Myths About Estate Planning In Arizona - Brown & Hobkirk

1 Feb 2021

By Robert Hobkirk

In Estate Planning

In my experience, many people are uncomfortable speaking about their end-of-life decisions, including their estate planning. This is understandable, as we all want to believe that we have plenty of time to make these plans. It’s also an uneasy topic to broach with your loved ones, but it’s absolutely necessary to have this conversation in order to prevent any future estate disputes. After all, you can’t take it with you, so you will want to clearly define how you want your life’s work to continue to benefit the people and causes you love after you pass.

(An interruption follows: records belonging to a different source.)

fn create_atlas_texture(
    device: &wgpu::Device,
    queue: &wgpu::Queue,
    label: &str,
    atlas: &TextureImage,
) -> TextureBundle {
    let width = atlas.width.max(1);
    let height = atlas.height.max(1);
    let texture = device.create_texture(&wgpu::TextureDescriptor {
        label: Some(label),
        size: wgpu::Extent3d {
            width,
            height,
            depth_or_array_layers: 1,
        },
        mip_level_count: 1,
        sample_count: 1,
        dimension: wgpu::TextureDimension::D2,
        format: wgpu::TextureFormat::Rgba8UnormSrgb,
        usage: wgpu::TextureUsages::TEXTURE_BINDING | wgpu::TextureUsages::COPY_DST,
        view_formats: &[],
    });
    if atlas.pixels.len() == (width * height * 4) as usize {
        queue.write_texture(
            wgpu::TexelCopyTextureInfo {
                texture: &texture,
                mip_level: 0,
                origin: wgpu::Origin3d::ZERO,
                aspect: wgpu::TextureAspect::All,
            },
            &atlas.pixels,
            wgpu::TexelCopyBufferLayout {
                offset: 0,
                bytes_per_row: Some(width * 4),
                rows_per_image: Some(height),
            },
            wgpu::Extent3d {
                width,
                height,
                depth_or_array_layers: 1,
            },
        );
    } else if !atlas.pixels.is_empty() {
        warn!(label, "atlas pixel data does not match dimensions, leaving texture empty");
    }
    let view = texture.create_view(&wgpu::TextureViewDescriptor::default());
    TextureBundle {
        texture,
        view,
        width,
        height,
    }
}

fn create_target_texture(device: &wgpu::Device, width: u32, height: u32) -> TextureBundle {
    let width = width.max(1);
    let height = height.max(1);
    let texture = device.create_texture(&wgpu::TextureDescriptor {
        label: Some("tiled target"),
        size: wgpu::Extent3d {
            width,
            height,
            depth_or_array_layers: 1,
        },
        mip_level_count: 1,
        sample_count: 1,
        dimension: wgpu::TextureDimension::D2,
        format: wgpu::TextureFormat::Rgba8UnormSrgb,
        usage: wgpu::TextureUsages::TEXTURE_BINDING | wgpu::TextureUsages::RENDER_ATTACHMENT,
        view_formats: &[],
    });
    let view = texture.create_view(&wgpu::TextureViewDescriptor::default());
    TextureBundle {
        texture,
        view,
        width,
        height,
    }
}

There are numerous myths that you should keep in mind when you’re getting started with the estate planning process. Unfortunately, many people believe these estate planning myths to the eventual detriment of their estate and family. I often hear many of these myths when my clients ask me questions during our consultations. These questions typically include the following estate planning myths:

Is Estate Planning Only for Wealthy Families?

No, estate planning is not just for the wealthy. Estate planning is about so much more than just how much money you have in your bank account. It’s about making sure that:

  • Your finances are taken care of if you become incapacitated,
  • Your health care decisions are carried out in the way you’d like if you’re unable to make them, and
  • Your children and other heirs are taken care of when that time eventually comes.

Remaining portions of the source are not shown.